From what I remember -- doesn't SMJ already fetches buffered side until it meets the first key which is non-equal to the current streamed side value (PollingRest buffered state)? It seems to be a solution for waiting the last batch for the key -- for any type (normal/semi/anti) of join, on start of streamed row processing, all required rows from the buffered side should be already read and stored in memory.

Or maybe I've mistunderstood the problem?

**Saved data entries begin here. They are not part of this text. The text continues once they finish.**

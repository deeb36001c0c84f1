// Copyright (c) 2026 100monkeys.ai
// SPDX-License-Identifier: AGPL-3.0
//! Specialized Agents
//!
//! The five roles of the agent pool. Each agent is stateless per invocation:
//! everything it needs arrives in the [`AgentContext`](crate::domain::agent::AgentContext)
//! and everything it produces leaves through the returned outcome, except the
//! Surgeon (which acts only through the execution gateway) and the Clerk
//! (which writes the task's historical case and notifies stakeholders).
//!
//! | Agent | Invoked by | Artifact |
//! |-------|------------|----------|
//! | [`Sentinel`] | `SentinelMonitor` on an interval | `Triggers` |
//! | [`Investigator`] | coordinator, `Investigating` | `RootCause` |
//! | [`Surgeon`] | coordinator, `Remediating` | `Remediation` |
//! | [`Analyst`] | `AnalystScheduler` on an interval | `Findings` |
//! | [`Clerk`] | coordinator, on terminal states | `IncidentSummary` |

pub mod analyst;
pub mod clerk;
pub mod investigator;
pub mod sentinel;
pub mod surgeon;

pub use analyst::Analyst;
pub use clerk::Clerk;
pub use investigator::Investigator;
pub use sentinel::Sentinel;
pub use surgeon::Surgeon;
fn default_max_connections() -> u32 {
    10
}

fn default_visibility_timeout() -> Duration {
    Duration::from_secs(300)
}

fn default_max_deliveries() -> u32 {
    5
}

fn default_queue_poll_interval() -> Duration {
    Duration::from_secs(1)
}

fn default_alert_priority_threshold() -> Severity {
    Severity::Critical
}

fn default_workers() -> usize {
    4
}

fn default_lease_ttl() -> Duration {
    Duration::from_secs(120)
}

fn default_sop_match_threshold() -> f64 {
    0.6
}

fn default_knowledge_snapshot_limit() -> usize {
    10
}

fn default_invocation_timeout() -> Duration {
    Duration::from_secs(30)
}

fn default_max_timeout_retries() -> u32 {
    2
}

fn default_verification_attempts() -> u32 {
    3
}

fn default_verification_poll_interval() -> Duration {
    Duration::from_secs(10)
}

fn default_verification_wait_window() -> Duration {
    Duration::from_secs(60)
}

fn default_request_timeout() -> Duration {
    Duration::from_secs(10)
}

fn default_target_label() -> String {
    "service".to_string()
}

fn default_static_log_level() -> String {
    "error".to_string()
}

fn default_rule_severity() -> Severity {
    Severity::Warning
}

fn default_sentinel_interval() -> Duration {
    Duration::from_secs(60)
}

fn default_analyst_interval() -> Duration {
    Duration::from_secs(3600)
}

fn default_analyst_lookback() -> Duration {
    Duration::from_secs(7 * 24 * 3600)
}

fn default_analyst_horizon() -> Duration {
    Duration::from_secs(14 * 24 * 3600)
}

fn default_channels() -> Vec<NotificationChannel> {
    vec![NotificationChannel {
        name: "log".to_string(),
        kind: ChannelKind::Log,
    }]
}

/// Resolve `env:VAR_NAME` references, returning other values unchanged.
pub fn resolve_env_reference(value: &str) -> anyhow::Result<String> {
    match value.strip_prefix("env:") {
        Some(var) => std::env::var(var).map_err(|_| anyhow::anyhow!("Environment variable '{}' is not set", var)),
        None => Ok(value.to_string()),
    }
}

impl Default for OrchestratorConfigManifest {
    fn default() -> Self {
        Self {
            api_version: API_VERSION.to_string(),
            kind: KIND.to_string(),
            metadata: ManifestMetadata {
                name: "vigil".to_string(),
                version: Some("1.0.0".to_string()),
                labels: None,
            },
            spec: OrchestratorConfigSpec::default(),
        }
    }
}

comphead commented 3 weeks ago

Thanks @korowa that is something I'm also trying, I hope to make a PR soon adding you as a reviewer

comphead commented 2 weeks ago

I think this local test may cover lots of cases

#[tokio::test]
async fn test_cross_1() {
    let left: Vec<RecordBatch> = make_staggered_batches(1);

    let left = vec![
        RecordBatch::try_new(
            left[0].schema().clone(),
            vec![
                Arc::new(Int32Array::from(vec![0, 0, 0, 0, 0, 0, 0])),
                Arc::new(Int32Array::from(vec![10, 11, 15, 20, 30, 30, 30])),
                Arc::new(Int32Array::from(vec![110, 111, 115, 120, 129, 130, 131])),
                Arc::new(Int32Array::from(vec![1100, 1110, 1150, 1200, 1290, 1300, 1310])),
            ],
        ).unwrap(),
        RecordBatch::try_new(
            left[0].schema().clone(),
            vec![
                Arc::new(Int32Array::from(vec![0, 0, 0, 0])),
                Arc::new(Int32Array::from(vec![30, 40, 50, 70])),
                Arc::new(Int32Array::from(vec![132, 140, 150, 170])),
                Arc::new(Int32Array::from(vec![1320, 1400, 1500, 1700])),
            ],
        ).unwrap()
    ];

    let right = vec![
        RecordBatch::try_new(
            left[0].schema().clone(),
            vec![
                Arc::new(Int32Array::from(vec![0])),
                Arc::new(Int32Array::from(vec![10])),
                Arc::new(Int32Array::from(vec![1100])),
                Arc::new(Int32Array::from(vec![11011])),
            ],
        ).unwrap(),
        RecordBatch::try_new(
            left[0].schema().clone(),
            vec![
                Arc::new(Int32Array::from(vec![0])),
                Arc::new(Int32Array::from(vec![20])),
                Arc::new(Int32Array::from(vec![2100])),
                Arc::new(Int32Array::from(vec![21011])),
            ],
        ).unwrap(),
        RecordBatch::try_new(
            left[0].schema().clone(),
            vec![
                Arc::new(Int32Array::from(vec![0, 0, 0])),
                Arc::new(Int32Array::from(vec![30, 30, 30])),
                Arc::new(Int32Array::from(vec![3100, 3101, 3102])),
                Arc::new(Int32Array::from(vec![31001, 31011, 31021])),
            ],
        ).unwrap(),
        RecordBatch::try_new(
            left[0].schema().clone(),
            vec![
                Arc::new(Int32Array::from(vec![0, 0, 0, 0])),
                Arc::new(Int32Array::from(vec![30, 30, 30, 40])),
                Arc::new(Int32Array::from(vec![3110, 3111, 3112, 4099])),
                Arc::new(Int32Array::from(vec![31101, 31111, 31121, 40991])),
            ],
        ).unwrap(),
        RecordBatch::try_new(
            left[0].schema().clone(),
            vec![
                Arc::new(Int32Array::from(vec![0, 0])),
                Arc::new(Int32Array::from(vec![40, 49])),
                Arc::new(Int32Array::from(vec![4100, 6100])),
                Arc::new(Int32Array::from(vec![41011, 61011])),
            ],
        ).unwrap(),
    ];

    JoinFuzzTestCase::new(
        left,
        right,
        JoinType::LeftAnti,
        Some(Box::new(col_lt_col_filter)),
    )
        .run_test(&[JoinTestType::HjSmj], false)
        .await;
}

My initial thought was to do like :

But this approach has a flaw, namely for given streamed row like in test above: for (0, 30) key there are 2 matches batches, but the way freeze_streamed called is not determenistic.

So for (0, 30) there are 2 batches, 3 matched rows each. Sometimes thery are processed in 6 calls, 1 buffered row per call. sometimes 1 call for 3 rows, and then 3 calls per 1 buffered row.